Everyone without a trophy:
„And this suitcase is where I‘d put a trophy… *IF I HAD ONE!“*
forget about trophies, people have suitcases??
Do pageant crowns count as trophies?
haha!
“I would put my suitcase in my trophy, once I get a trophy.”
Tom: Are you okay?
Tom: *puts suitcase in trophy*
AI: Your free trial of life is over
Both Bard and ChatGPT have no problems with these sentences now. Would be interesting to see a sequel about them.
My:
Can you tell me what the following sentence is trying to say:
The trophy would not fit in the suitcase because it was too big.
ChatGPT:
This sentence is explaining that the trophy couldn't be placed inside the suitcase due to its size
@@redstonerelic Interesting, doesn't specify which object is too large.

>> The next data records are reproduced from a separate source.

//! Brief non-blocking messages shown at the top of the window.
//!
//! Used for feedback that needs no answer: a focus session that was too
//! short to save, a failed fetch, an expired session.

use egui::{Color32, Context, Pos2, RichText};
use std::time::{Duration, Instant};

const DEFAULT_DURATION: Duration = Duration::from_secs(3);
const FADE: Duration = Duration::from_millis(500);

#[derive(Debug, Clone, Copy, PartialEq, Eq)]
pub enum ToastLevel {
    Success,
    Info,
    Error,
}

impl ToastLevel {
    pub fn icon(&self) -> &'static str {
        match self {
            ToastLevel::Success => "✓",
            ToastLevel::Info => "ℹ",
            ToastLevel::Error => "✗",
        }
    }

    pub fn background_color(&self, is_dark_theme: bool) -> Color32 {
        match (self, is_dark_theme) {
            (ToastLevel::Success, true) => Color32::from_rgb(30, 70, 40),
            (ToastLevel::Info, true) => Color32::from_rgb(30, 50, 80),
            (ToastLevel::Error, true) => Color32::from_rgb(80, 30, 30),
            (ToastLevel::Success, false) => Color32::from_rgb(220, 255, 220),
            (ToastLevel::Info, false) => Color32::from_rgb(220, 235, 255),
            (ToastLevel::Error, false) => Color32::from_rgb(255, 220, 220),
        }
    }

    pub fn text_color(&self, is_dark_theme: bool) -> Color32 {
        match (self, is_dark_theme) {
            (ToastLevel::Success, true) => Color32::from_rgb(100, 220, 120),
            (ToastLevel::Info, true) => Color32::from_rgb(100, 180, 255),
            (ToastLevel::Error, true) => Color32::from_rgb(255, 120, 120),
            (ToastLevel::Success, false) => Color32::from_rgb(30, 120, 50),
            (ToastLevel::Info, false) => Color32::from_rgb(30, 80, 150),
            (ToastLevel::Error, false) => Color32::from_rgb(180, 40, 40),
        }
    }
}

#[derive(Debug, Clone)]
pub struct Toast {
    pub message: String,
    pub level: ToastLevel,
    pub created_at: Instant,
    pub duration: Duration,
}

impl Toast {
    pub fn new(message: impl Into<String>, level: ToastLevel, now: Instant) -> Self {
        Self {
            message: message.into(),
            level,
            created_at: now,
            duration: DEFAULT_DURATION,
        }
    }

    pub fn is_expired(&self, now: Instant) -> bool {
        now.saturating_duration_since(self.created_at) >= self.duration
    }

    /// Fades out over the last half second.
    pub fn opacity(&self, now: Instant) -> f32 {
        let elapsed = now.saturating_duration_since(self.created_at);
        let fade_start = self.duration.saturating_sub(FADE);

        if elapsed >= self.duration {
            0.0
        } else if elapsed >= fade_start {
            ((self.duration - elapsed).as_secs_f32() / FADE.as_secs_f32()).clamp(0.0, 1.0)
        } else {
            1.0
        }
    }
}

#[derive(Debug, Default)]
pub struct ToastManager {
    toasts: Vec<Toast>,
}

impl ToastManager {
    pub fn new() -> Self {
        Self::default()
    }

    pub fn add(&mut self, toast: Toast) {
        self.toasts.push(toast);
    }

    pub fn success(&mut self, message: impl Into<String>) {
        self.add(Toast::new(message, ToastLevel::Success, Instant::now()));
    }

    pub fn info(&mut self, message: impl Into<String>) {
        self.add(Toast::new(message, ToastLevel::Info, Instant::now()));
    }

    pub fn error(&mut self, message: impl Into<String>) {
        self.add(Toast::new(message, ToastLevel::Error, Instant::now()));
    }

    pub fn cleanup(&mut self, now: Instant) {
        self.toasts.retain(|t| !t.is_expired(now));
    }

    pub fn len(&self) -> usize {
        self.toasts.len()
    }

    pub fn is_empty(&self) -> bool {
        self.toasts.is_empty()
    }

    /// Render active toasts stacked down from the top center.
    pub fn render(&mut self, ctx: &Context, is_dark_theme: bool) {
        let now = Instant::now();
        self.cleanup(now);

        if self.toasts.is_empty() {
            return;
        }

        // Keep animating the fade
        ctx.request_repaint();

        let screen_rect = ctx.screen_rect();
        let toast_width = 300.0;
        let toast_height = 40.0;
        let margin = 48.0;
        let spacing = 6.0;

        for (i, toast) in self.toasts.iter().enumerate() {
            let opacity = toast.opacity(now);
            if opacity <= 0.0 {
                continue;
            }

            let pos = Pos2::new(
                screen_rect.center().x - toast_width / 2.0,
                screen_rect.top() + margin + (i as f32) * (toast_height + spacing),
            );

            egui::Area::new(egui::Id::new(("toast", i)))
                .fixed_pos(pos)
                .order(egui::Order::Foreground)
                .show(ctx, |ui| {
                    let bg_color = toast
                        .level
                        .background_color(is_dark_theme)
                        .gamma_multiply(0.9 * opacity);
                    let text_color = toast.level.text_color(is_dark_theme).gamma_multiply(opacity);

                    egui::Frame::none()
                        .fill(bg_color)
                        .rounding(6.0)
                        .inner_margin(egui::Margin::symmetric(12.0, 8.0))
                        .stroke(egui::Stroke::new(1.0, text_color.gamma_multiply(0.3)))
                        .show(ui, |ui| {
                            ui.set_min_width(toast_width - 24.0);
                            ui.horizontal(|ui| {
                                ui.label(RichText::new(toast.level.icon()).color(text_color).strong());
                                ui.label(RichText::new(&toast.message).color(text_color));
                            });
                        });
                });
        }
    }
}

I believe CGP Grey did a video on this subject that aged much better? Its hypothetical example is a bot trained to sort images between "bee" and "dog" -- which after an iterative training process it can (and quite efficiently), only to get tripped up by a photo of a dog in a bee costume.
Me: The trophy would not fit in the suitcase because it was too big.
ChatGPT: This sentence is an example of a classic ambiguity problem often used in linguistics. The pronoun "it" could refer to either the "trophy" or the "suitcase," leading to two interpretations:
The trophy was too big to fit in the suitcase.
The suitcase was too big to hold the trophy.
However, most people intuitively assume that the trophy is too big because it aligns better with common sense expectations (trophies are usually large and suitcases are typically for storing things).
Do you enjoy exploring these types of linguistic puzzles?
"Computers are missing the breadth of knowledge humans have access to."
*Me looking something up on google*
The funniest post in the thread.
In our AI classes we learn the difference between information and knowledge...
“Larger things don't fit inside smaller things.“
_Doctor Who enters the chat_
It’s bigger on the inside!
It’s smaller on the outside
The funny thing is that Dr. Who fanfiction might confuse AI into thinking things CAN be bigger on the inside.
Hentai enters chat
Hermione's handbag enters the chat.
King Candy: *puts on glasses* "You wouldn't beat a guy with glasses, would you?"
Ralph: *beats King Candy WITH the glasses*
this is such a good example LMAO
@@casymichelle4581 no it isn't because of use of "with the glasses" is informal and actually not how the English language works.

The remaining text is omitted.